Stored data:
________________________________________
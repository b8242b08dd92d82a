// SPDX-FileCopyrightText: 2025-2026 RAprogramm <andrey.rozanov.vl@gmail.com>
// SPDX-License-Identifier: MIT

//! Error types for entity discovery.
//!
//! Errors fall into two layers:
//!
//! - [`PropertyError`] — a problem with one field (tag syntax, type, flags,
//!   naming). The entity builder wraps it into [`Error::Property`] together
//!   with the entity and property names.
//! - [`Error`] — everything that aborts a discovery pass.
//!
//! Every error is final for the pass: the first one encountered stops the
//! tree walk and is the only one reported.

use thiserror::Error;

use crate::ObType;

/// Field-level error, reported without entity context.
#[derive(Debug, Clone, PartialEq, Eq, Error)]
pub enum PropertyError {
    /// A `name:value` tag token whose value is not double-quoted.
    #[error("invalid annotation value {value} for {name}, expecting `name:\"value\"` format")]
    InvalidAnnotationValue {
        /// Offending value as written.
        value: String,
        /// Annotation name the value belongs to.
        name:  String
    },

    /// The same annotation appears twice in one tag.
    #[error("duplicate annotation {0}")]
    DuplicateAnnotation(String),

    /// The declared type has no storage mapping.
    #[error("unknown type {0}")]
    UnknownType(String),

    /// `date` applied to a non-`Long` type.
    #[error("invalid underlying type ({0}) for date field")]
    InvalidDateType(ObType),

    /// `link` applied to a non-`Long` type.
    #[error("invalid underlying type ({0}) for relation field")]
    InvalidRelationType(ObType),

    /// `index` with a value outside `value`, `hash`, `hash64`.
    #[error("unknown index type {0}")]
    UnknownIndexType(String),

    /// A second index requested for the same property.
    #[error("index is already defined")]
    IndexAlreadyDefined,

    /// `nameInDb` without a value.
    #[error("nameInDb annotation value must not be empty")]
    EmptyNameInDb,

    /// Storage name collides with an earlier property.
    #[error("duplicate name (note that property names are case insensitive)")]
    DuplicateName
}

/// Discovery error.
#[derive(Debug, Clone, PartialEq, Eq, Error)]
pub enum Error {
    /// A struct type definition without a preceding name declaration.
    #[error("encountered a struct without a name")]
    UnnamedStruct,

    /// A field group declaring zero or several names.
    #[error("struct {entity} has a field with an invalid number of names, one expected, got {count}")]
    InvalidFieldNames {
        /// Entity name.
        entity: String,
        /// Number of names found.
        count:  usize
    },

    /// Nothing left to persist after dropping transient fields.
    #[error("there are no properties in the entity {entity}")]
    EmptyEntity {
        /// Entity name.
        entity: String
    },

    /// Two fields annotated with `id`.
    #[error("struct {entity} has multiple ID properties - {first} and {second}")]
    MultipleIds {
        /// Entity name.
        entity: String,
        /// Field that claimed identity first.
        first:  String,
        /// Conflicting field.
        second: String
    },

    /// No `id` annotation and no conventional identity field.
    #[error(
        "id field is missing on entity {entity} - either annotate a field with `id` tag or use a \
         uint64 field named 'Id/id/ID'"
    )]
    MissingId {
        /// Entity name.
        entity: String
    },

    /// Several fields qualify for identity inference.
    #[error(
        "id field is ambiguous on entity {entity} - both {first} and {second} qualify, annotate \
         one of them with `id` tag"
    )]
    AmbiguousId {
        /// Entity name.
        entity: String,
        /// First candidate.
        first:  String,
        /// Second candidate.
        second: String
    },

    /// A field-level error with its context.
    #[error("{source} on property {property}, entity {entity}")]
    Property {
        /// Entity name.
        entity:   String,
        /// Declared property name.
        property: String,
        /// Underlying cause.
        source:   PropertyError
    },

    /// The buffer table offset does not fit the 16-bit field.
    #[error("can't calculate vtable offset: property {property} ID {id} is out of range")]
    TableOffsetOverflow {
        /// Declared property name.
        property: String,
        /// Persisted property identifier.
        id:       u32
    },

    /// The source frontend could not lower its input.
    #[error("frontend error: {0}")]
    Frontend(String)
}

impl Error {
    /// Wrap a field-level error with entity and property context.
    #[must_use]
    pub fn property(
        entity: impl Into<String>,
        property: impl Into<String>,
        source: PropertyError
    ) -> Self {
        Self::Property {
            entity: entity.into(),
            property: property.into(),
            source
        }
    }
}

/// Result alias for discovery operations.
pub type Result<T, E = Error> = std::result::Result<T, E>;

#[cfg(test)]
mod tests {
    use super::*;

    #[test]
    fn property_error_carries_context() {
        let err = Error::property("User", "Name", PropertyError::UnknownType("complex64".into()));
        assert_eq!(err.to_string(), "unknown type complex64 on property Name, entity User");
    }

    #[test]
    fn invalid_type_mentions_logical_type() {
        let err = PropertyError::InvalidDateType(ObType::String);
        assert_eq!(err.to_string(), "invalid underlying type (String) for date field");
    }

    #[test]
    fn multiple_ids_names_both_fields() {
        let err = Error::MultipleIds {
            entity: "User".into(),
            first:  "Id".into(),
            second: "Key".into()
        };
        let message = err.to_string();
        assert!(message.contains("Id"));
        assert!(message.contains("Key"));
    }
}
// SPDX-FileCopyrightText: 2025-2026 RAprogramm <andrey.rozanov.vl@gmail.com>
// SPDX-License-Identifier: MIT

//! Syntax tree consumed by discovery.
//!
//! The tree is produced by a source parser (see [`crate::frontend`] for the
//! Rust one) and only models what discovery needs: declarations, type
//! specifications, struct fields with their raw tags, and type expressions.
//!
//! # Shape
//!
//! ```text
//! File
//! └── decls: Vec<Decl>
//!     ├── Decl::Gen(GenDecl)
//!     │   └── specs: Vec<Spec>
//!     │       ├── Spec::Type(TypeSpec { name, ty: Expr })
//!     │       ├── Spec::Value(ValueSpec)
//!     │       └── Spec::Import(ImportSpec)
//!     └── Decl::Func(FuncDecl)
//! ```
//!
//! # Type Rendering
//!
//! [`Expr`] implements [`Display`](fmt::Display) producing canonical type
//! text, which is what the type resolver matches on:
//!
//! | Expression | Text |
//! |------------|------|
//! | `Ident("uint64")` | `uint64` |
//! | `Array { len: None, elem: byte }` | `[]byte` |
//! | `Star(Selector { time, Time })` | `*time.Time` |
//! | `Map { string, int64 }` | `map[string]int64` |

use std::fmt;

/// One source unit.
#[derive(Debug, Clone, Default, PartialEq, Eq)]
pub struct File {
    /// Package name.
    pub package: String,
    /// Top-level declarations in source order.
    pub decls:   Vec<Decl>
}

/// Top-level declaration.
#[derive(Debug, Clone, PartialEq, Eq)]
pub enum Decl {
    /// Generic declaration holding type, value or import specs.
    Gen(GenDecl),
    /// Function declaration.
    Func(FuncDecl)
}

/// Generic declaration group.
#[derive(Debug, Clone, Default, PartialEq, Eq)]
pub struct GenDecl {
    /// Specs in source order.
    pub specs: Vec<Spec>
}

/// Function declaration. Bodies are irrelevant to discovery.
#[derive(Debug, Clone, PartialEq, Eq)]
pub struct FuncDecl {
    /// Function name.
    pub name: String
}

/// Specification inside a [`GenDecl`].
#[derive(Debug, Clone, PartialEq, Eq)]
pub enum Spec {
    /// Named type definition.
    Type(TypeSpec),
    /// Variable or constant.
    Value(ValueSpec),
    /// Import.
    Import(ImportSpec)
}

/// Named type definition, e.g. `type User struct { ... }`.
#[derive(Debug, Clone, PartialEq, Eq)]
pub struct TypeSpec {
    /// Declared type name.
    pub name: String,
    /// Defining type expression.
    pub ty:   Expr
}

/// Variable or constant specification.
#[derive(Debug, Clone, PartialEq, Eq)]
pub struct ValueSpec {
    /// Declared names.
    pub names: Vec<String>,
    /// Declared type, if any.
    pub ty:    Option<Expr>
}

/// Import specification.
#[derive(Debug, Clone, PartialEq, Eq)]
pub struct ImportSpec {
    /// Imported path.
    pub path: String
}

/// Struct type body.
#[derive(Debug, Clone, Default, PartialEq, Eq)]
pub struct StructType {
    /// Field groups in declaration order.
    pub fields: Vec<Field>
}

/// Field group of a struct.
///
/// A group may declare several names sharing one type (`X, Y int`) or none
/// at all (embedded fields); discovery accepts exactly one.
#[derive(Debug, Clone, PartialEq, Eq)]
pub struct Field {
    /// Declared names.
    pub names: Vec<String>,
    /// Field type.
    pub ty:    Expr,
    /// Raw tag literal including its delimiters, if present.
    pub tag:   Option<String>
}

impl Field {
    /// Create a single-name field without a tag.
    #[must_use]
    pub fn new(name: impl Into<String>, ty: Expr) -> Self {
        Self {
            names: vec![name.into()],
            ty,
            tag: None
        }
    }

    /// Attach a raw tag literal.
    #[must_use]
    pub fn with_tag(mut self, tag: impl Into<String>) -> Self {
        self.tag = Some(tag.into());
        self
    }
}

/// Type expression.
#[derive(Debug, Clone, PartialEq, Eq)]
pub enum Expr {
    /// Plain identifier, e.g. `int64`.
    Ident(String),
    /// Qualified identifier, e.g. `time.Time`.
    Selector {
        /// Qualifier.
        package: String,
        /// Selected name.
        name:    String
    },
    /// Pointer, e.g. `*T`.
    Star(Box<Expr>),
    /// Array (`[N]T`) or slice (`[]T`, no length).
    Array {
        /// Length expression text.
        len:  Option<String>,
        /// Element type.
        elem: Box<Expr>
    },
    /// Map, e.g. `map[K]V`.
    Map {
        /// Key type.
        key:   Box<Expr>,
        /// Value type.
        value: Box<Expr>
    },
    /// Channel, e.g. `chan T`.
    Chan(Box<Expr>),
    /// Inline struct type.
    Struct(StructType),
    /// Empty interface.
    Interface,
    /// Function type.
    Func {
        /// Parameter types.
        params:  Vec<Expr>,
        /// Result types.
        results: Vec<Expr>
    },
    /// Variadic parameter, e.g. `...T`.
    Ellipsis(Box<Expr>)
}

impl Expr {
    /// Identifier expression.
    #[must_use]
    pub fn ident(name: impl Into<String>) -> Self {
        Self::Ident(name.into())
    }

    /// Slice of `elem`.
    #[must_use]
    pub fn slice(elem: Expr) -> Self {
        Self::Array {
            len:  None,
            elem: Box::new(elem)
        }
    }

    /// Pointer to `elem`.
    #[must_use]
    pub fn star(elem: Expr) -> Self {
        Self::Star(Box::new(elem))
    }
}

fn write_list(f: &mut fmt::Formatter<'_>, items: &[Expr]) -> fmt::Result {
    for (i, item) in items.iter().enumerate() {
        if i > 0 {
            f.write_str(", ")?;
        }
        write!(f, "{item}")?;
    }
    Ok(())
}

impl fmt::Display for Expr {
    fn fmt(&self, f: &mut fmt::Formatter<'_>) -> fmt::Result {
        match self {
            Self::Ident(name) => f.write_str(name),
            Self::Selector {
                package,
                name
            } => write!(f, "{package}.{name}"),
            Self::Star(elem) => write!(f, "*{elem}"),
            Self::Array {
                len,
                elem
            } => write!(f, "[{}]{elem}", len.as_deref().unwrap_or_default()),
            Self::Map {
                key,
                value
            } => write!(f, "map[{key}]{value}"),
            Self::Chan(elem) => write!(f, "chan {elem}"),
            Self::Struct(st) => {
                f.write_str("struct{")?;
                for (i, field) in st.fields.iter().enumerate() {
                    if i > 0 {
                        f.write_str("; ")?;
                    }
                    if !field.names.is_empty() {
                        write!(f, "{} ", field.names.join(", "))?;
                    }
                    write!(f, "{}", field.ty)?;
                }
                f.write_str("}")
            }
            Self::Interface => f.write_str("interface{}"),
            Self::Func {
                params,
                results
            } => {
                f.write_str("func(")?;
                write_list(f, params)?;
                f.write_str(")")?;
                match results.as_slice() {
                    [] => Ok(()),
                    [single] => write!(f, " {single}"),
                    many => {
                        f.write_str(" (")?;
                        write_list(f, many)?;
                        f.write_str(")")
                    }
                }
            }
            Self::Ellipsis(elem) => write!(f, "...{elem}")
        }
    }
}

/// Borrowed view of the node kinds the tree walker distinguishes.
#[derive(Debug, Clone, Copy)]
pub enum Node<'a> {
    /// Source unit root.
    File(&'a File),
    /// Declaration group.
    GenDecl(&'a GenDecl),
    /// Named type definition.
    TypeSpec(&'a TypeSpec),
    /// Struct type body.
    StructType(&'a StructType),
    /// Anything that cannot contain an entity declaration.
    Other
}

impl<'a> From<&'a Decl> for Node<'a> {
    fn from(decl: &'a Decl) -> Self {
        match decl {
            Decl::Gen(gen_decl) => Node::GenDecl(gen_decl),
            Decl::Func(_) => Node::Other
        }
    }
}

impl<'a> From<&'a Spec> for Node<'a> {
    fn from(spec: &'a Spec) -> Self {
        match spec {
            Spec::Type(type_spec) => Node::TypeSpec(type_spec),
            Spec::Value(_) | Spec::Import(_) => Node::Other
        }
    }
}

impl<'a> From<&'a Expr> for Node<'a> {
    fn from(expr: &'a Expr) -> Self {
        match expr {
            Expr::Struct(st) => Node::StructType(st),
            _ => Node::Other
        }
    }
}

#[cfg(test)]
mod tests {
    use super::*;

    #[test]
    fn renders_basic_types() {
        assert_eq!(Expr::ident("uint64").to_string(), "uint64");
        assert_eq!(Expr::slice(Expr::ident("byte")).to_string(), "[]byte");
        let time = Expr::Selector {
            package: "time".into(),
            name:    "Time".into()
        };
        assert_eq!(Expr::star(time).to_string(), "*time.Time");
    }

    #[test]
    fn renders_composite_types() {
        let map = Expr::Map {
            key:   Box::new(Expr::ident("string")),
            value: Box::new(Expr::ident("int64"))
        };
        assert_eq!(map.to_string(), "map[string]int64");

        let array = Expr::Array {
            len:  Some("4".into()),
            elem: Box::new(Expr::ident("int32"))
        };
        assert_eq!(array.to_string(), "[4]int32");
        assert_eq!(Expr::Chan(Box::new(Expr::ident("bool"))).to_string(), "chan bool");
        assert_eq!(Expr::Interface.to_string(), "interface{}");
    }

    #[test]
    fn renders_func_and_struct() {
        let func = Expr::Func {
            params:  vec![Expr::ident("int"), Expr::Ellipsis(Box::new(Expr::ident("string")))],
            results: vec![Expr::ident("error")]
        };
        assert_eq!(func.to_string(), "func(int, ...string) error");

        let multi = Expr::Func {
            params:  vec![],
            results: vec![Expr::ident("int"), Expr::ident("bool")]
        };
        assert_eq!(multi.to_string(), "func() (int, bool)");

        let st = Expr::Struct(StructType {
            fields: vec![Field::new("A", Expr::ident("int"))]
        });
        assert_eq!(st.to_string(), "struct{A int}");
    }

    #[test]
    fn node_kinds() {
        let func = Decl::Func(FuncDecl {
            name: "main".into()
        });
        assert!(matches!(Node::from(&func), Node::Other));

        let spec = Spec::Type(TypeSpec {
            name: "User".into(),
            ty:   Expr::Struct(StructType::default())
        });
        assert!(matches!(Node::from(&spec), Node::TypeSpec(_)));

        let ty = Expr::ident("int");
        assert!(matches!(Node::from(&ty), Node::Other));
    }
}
________________________________________
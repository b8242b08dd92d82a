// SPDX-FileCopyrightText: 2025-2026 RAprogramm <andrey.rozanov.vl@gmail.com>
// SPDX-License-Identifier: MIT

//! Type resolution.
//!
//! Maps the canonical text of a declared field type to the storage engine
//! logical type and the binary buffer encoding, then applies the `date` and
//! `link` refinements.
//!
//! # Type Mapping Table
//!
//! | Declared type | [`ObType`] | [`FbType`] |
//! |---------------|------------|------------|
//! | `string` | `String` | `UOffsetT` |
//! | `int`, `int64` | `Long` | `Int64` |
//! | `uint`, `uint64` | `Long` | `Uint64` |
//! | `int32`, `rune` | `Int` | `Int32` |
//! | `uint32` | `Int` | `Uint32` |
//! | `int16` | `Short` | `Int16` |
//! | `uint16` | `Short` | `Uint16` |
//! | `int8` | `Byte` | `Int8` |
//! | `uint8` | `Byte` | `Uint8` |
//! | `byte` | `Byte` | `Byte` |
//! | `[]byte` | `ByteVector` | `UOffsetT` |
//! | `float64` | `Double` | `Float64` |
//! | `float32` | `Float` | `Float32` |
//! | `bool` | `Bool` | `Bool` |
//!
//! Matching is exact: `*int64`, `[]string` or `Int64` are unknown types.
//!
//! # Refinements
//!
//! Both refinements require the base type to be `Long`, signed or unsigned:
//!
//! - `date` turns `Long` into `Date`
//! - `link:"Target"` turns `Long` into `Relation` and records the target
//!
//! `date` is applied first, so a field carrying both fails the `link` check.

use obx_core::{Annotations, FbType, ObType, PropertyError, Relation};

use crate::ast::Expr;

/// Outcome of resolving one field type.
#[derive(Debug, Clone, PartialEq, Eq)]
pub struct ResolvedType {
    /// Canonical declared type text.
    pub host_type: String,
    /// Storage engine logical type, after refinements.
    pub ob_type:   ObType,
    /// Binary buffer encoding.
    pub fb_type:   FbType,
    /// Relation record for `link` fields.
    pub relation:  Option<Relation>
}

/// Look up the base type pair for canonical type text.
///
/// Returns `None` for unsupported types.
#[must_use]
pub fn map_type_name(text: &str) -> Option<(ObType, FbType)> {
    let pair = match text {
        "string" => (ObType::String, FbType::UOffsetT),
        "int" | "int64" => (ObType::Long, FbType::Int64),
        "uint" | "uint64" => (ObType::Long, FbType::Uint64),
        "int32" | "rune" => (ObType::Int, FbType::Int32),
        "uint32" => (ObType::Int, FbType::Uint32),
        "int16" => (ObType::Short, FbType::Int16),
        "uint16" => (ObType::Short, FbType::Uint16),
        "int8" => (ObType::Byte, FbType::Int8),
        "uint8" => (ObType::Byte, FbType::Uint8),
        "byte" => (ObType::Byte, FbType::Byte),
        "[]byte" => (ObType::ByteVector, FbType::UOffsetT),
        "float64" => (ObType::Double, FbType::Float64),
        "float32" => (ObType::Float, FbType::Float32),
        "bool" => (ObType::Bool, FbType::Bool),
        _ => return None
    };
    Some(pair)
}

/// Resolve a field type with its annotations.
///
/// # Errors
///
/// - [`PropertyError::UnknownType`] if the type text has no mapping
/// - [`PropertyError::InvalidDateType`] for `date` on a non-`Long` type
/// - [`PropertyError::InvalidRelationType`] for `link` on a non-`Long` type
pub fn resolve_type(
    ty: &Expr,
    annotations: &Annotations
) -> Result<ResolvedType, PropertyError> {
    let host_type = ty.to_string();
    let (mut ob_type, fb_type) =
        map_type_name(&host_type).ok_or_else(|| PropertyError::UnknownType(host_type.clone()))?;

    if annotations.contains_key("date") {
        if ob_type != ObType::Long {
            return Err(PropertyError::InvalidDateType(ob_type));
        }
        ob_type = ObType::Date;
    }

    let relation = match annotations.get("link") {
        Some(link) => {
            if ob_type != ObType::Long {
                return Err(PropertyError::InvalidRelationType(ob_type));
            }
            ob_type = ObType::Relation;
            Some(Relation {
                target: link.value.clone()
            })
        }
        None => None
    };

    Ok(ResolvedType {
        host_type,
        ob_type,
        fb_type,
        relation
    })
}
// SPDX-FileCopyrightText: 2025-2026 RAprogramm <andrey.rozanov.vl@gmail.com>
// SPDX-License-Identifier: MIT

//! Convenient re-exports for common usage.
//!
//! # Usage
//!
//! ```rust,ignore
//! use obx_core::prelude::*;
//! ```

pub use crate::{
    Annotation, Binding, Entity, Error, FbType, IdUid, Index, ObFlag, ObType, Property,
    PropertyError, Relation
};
________________________________________
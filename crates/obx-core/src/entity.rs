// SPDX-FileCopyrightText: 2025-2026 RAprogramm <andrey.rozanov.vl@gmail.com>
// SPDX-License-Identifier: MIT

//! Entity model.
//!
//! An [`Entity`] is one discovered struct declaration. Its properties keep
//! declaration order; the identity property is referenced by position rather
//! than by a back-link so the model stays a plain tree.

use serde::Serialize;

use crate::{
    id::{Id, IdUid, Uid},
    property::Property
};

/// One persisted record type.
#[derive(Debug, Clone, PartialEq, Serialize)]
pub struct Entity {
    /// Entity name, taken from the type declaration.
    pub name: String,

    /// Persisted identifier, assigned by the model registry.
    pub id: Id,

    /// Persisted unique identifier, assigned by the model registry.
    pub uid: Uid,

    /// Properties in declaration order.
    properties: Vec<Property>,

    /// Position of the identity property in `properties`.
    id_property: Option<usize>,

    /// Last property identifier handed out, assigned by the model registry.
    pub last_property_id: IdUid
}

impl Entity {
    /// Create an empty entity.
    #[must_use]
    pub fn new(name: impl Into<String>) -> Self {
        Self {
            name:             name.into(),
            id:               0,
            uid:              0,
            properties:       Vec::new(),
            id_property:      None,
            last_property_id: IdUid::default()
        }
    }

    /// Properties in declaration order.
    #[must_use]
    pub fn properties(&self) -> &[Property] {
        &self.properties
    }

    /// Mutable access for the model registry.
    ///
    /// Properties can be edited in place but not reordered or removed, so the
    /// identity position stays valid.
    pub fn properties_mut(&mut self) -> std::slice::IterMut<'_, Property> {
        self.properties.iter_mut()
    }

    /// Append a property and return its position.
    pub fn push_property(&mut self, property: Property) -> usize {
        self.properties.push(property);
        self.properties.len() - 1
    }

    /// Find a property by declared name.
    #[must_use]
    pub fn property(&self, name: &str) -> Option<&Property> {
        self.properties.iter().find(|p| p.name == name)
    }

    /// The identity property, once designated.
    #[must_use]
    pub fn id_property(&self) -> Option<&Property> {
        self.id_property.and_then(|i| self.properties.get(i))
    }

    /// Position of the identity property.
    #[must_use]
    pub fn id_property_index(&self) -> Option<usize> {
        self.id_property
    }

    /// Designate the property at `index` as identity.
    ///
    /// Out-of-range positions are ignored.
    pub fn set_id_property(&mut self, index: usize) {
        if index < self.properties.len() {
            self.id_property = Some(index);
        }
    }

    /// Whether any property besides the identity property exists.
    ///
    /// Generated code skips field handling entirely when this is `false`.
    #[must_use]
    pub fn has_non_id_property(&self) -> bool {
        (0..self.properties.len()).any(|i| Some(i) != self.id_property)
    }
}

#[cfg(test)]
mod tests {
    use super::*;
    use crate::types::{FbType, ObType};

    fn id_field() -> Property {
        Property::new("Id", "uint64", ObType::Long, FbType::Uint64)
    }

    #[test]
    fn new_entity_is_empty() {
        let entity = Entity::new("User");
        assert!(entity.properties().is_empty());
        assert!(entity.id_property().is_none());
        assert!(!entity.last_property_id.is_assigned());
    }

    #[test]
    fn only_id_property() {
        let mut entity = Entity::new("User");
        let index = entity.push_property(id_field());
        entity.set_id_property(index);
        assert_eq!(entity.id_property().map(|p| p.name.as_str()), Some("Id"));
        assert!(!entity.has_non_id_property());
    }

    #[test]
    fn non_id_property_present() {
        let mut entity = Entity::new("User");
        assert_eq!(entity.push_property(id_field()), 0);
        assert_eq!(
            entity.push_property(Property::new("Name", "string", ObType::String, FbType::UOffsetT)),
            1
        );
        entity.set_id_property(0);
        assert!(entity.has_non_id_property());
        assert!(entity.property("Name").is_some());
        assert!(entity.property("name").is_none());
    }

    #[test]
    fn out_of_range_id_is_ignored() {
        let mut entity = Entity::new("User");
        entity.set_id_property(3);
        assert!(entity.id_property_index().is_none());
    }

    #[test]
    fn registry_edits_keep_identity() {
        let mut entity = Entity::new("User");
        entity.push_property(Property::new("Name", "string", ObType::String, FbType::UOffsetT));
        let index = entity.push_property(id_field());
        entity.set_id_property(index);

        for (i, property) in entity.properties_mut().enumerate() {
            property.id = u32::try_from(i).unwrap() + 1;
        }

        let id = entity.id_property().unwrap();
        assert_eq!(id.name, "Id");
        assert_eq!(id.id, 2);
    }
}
________________________________________
- **Task details**: Please return every line of the records above that contains the word "Selector".

- **Expected answer**:
//! | `Star(Selector { time, Time })` | `*time.Time` |
    Selector {
            Self::Selector {
        let time = Expr::Selector {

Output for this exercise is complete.